// Copyright (c) 2025 ADBC Drivers Contributors
//
// Licensed under the Apache License, Version 2.0 (the "License");
// you may not use this file except in compliance with the License.
// You may obtain a copy of the License at
//
//     http://www.apache.org/licenses/LICENSE-2.0
//
// Unless required by applicable law or agreed to in writing, software
// distributed under the License is distributed on an "AS IS" BASIS,
// WITHOUT WARRANTIES OR CONDITIONS OF ANY KIND, either express or implied.
// See the License for the specific language governing permissions and
// limitations under the License.

//! Type definitions for the Trino client.
//!
//! This module contains data structures organized by domain:
//! - `protocol`: statement protocol request/response documents
//! - `spooling`: spooled segment descriptors and downloader configuration

pub mod protocol;
pub mod spooling;

// Re-export commonly used types
pub use protocol::{
    Column, QueryData, QueryResponse, QueryStats, RawRow, Segment, SegmentMetadata, ServerError,
    TypeArgument, TypeSignature, Warning,
};
pub use spooling::{Encoding, SegmentDescriptor, SegmentSource, SpoolingConfig};
// Copyright (c) 2025 ADBC Drivers Contributors
//
// Licensed under the Apache License, Version 2.0 (the "License");
// you may not use this file except in compliance with the License.
// You may obtain a copy of the License at
//
//     http://www.apache.org/licenses/LICENSE-2.0
//
// Unless required by applicable law or agreed to in writing, software
// distributed under the License is distributed on an "AS IS" BASIS,
// WITHOUT WARRANTIES OR CONDITIONS OF ANY KIND, either express or implied.
// See the License for the specific language governing permissions and
// limitations under the License.

//! Pipeline types for the two-channel spooling download pipeline.
//!
//! This module defines the types that flow through the download pipeline:
//! - `SegmentTask` - Sent through download_channel, owned by download workers
//! - `SegmentHandle` - Sent through result_channel in segment order, awaited by consumer
//!
//! ## Pipeline Architecture
//!
//! ```text
//! [Scheduler] --> download_channel --> [Download Workers]
//!      |                |                     |
//!      |          SegmentTask          (fetch + decode)
//!      |                                      |
//!      |                                      v
//!      +--> result_channel --> SegmentHandle (in order) --> [Consumer]
//! ```
//!
//! Each handle owns one download slot (a semaphore permit). The slot is
//! taken by the scheduler before the task is dispatched and travels with
//! the decoded rows until the consumer has read all of them.

use crate::error::Result;
use crate::types::protocol::RawRow;
use crate::types::spooling::SegmentDescriptor;
use std::collections::VecDeque;
use tokio::sync::{oneshot, OwnedSemaphorePermit};

/// A download task sent to download workers via download_channel.
///
/// The worker loads the segment described by `descriptor` and sends either
/// the decoded rows or the error through `result_tx`.
#[derive(Debug)]
pub struct SegmentTask {
    pub descriptor: SegmentDescriptor,
    pub result_tx: oneshot::Sender<Result<Vec<RawRow>>>,
}

/// A handle for the consumer to await one segment's rows.
///
/// Sent through `result_channel` in segment order so the consumer can await
/// results in the correct sequence regardless of download completion order.
#[derive(Debug)]
pub struct SegmentHandle {
    /// Position of the segment in the page.
    pub index: usize,
    pub row_offset: i64,
    pub result_rx: oneshot::Receiver<Result<Vec<RawRow>>>,
    /// Download slot held until the segment is fully delivered.
    pub slot: OwnedSemaphorePermit,
}

/// Creates a connected (SegmentTask, SegmentHandle) pair.
pub fn create_segment_pair(
    descriptor: SegmentDescriptor,
    slot: OwnedSemaphorePermit,
) -> (SegmentTask, SegmentHandle) {
    let (result_tx, result_rx) = oneshot::channel();

    let handle = SegmentHandle {
        index: descriptor.index,
        row_offset: descriptor.row_offset(),
        result_rx,
        slot,
    };

    let task = SegmentTask {
        descriptor,
        result_tx,
    };

    (task, handle)
}

/// A segment whose rows are being handed to the consumer.
///
/// Dropping it releases the download slot.
#[derive(Debug)]
pub struct DeliveredSegment {
    pub index: usize,
    pub row_offset: i64,
    rows: VecDeque<RawRow>,
    _slot: OwnedSemaphorePermit,
}

impl DeliveredSegment {
    pub(crate) fn new(
        index: usize,
        row_offset: i64,
        rows: Vec<RawRow>,
        slot: OwnedSemaphorePermit,
    ) -> Self {
        Self {
            index,
            row_offset,
            rows: rows.into(),
            _slot: slot,
        }
    }

    pub fn next_row(&mut self) -> Option<RawRow> {
        self.rows.pop_front()
    }

    /// Rows not yet handed out.
    pub fn remaining(&self) -> usize {
        self.rows.len()
    }

    pub fn is_exhausted(&self) -> bool {
        self.rows.is_empty()
    }
}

## Assigned task
Each record above should be restated word for word.

## Result
// Copyright (c) 2025 ADBC Drivers Contributors
//
// Licensed under the Apache License, Version 2.0 (the "License");
// you may not use this file except in compliance with the License.
// You may obtain a copy of the License at
//
//     http://www.apache.org/licenses/LICENSE-2.0
//
// Unless required by applicable law or agreed to in writing, software
// distributed under the License is distributed on an "AS IS" BASIS,
// WITHOUT WARRANTIES OR CONDITIONS OF ANY KIND, either express or implied.
// See the License for the specific language governing permissions and
// limitations under the License.

//! Type definitions for the Trino client.
//!
//! This module contains data structures organized by domain:
//! - `protocol`: statement protocol request/response documents
//! - `spooling`: spooled segment descriptors and downloader configuration

pub mod protocol;
pub mod spooling;

// Re-export commonly used types
pub use protocol::{
    Column, QueryData, QueryResponse, QueryStats, RawRow, Segment, SegmentMetadata, ServerError,
    TypeArgument, TypeSignature, Warning,
};
pub use spooling::{Encoding, SegmentDescriptor, SegmentSource, SpoolingConfig};
// Copyright (c) 2025 ADBC Drivers Contributors
//
// Licensed under the Apache License, Version 2.0 (the "License");
// you may not use this file except in compliance with the License.
// You may obtain a copy of the License at
//
//     http://www.apache.org/licenses/LICENSE-2.0
//
// Unless required by applicable law or agreed to in writing, software
// distributed under the License is distributed on an "AS IS" BASIS,
// WITHOUT WARRANTIES OR CONDITIONS OF ANY KIND, either express or implied.
// See the License for the specific language governing permissions and
// limitations under the License.

//! Pipeline types for the two-channel spooling download pipeline.
//!
//! This module defines the types that flow through the download pipeline:
//! - `SegmentTask` - Sent through download_channel, owned by download workers
//! - `SegmentHandle` - Sent through result_channel in segment order, awaited by consumer
//!
//! ## Pipeline Architecture
//!
//! ```text
//! [Scheduler] --> download_channel --> [Download Workers]
//!      |                |                     |
//!      |          SegmentTask          (fetch + decode)
//!      |                                      |
//!      |                                      v
//!      +--> result_channel --> SegmentHandle (in order) --> [Consumer]
//! ```
//!
//! Each handle owns one download slot (a semaphore permit). The slot is
//! taken by the scheduler before the task is dispatched and travels with
//! the decoded rows until the consumer has read all of them.

use crate::error::Result;
use crate::types::protocol::RawRow;
use crate::types::spooling::SegmentDescriptor;
use std::collections::VecDeque;
use tokio::sync::{oneshot, OwnedSemaphorePermit};

/// A download task sent to download workers via download_channel.
///
/// The worker loads the segment described by `descriptor` and sends either
/// the decoded rows or the error through `result_tx`.
#[derive(Debug)]
pub struct SegmentTask {
    pub descriptor: SegmentDescriptor,
    pub result_tx: oneshot::Sender<Result<Vec<RawRow>>>,
}

/// A handle for the consumer to await one segment's rows.
///
/// Sent through `result_channel` in segment order so the consumer can await
/// results in the correct sequence regardless of download completion order.
#[derive(Debug)]
pub struct SegmentHandle {
    /// Position of the segment in the page.
    pub index: usize,
    pub row_offset: i64,
    pub result_rx: oneshot::Receiver<Result<Vec<RawRow>>>,
    /// Download slot held until the segment is fully delivered.
    pub slot: OwnedSemaphorePermit,
}

/// Creates a connected (SegmentTask, SegmentHandle) pair.
pub fn create_segment_pair(
    descriptor: SegmentDescriptor,
    slot: OwnedSemaphorePermit,
) -> (SegmentTask, SegmentHandle) {
    let (result_tx, result_rx) = oneshot::channel();

    let handle = SegmentHandle {
        index: descriptor.index,
        row_offset: descriptor.row_offset(),
        result_rx,
        slot,
    };

    let task = SegmentTask {
        descriptor,
        result_tx,
    };

    (task, handle)
}

/// A segment whose rows are being handed to the consumer.
///
/// Dropping it releases the download slot.
#[derive(Debug)]
pub struct DeliveredSegment {
    pub index: usize,
    pub row_offset: i64,
    rows: VecDeque<RawRow>,
    _slot: OwnedSemaphorePermit,
}

impl DeliveredSegment {
    pub(crate) fn new(
        index: usize,
        row_offset: i64,
        rows: Vec<RawRow>,
        slot: OwnedSemaphorePermit,
    ) -> Self {
        Self {
            index,
            row_offset,
            rows: rows.into(),
            _slot: slot,
        }
    }

    pub fn next_row(&mut self) -> Option<RawRow> {
        self.rows.pop_front()
    }

    /// Rows not yet handed out.
    pub fn remaining(&self) -> usize {
        self.rows.len()
    }

    pub fn is_exhausted(&self) -> bool {
        self.rows.is_empty()
    }
}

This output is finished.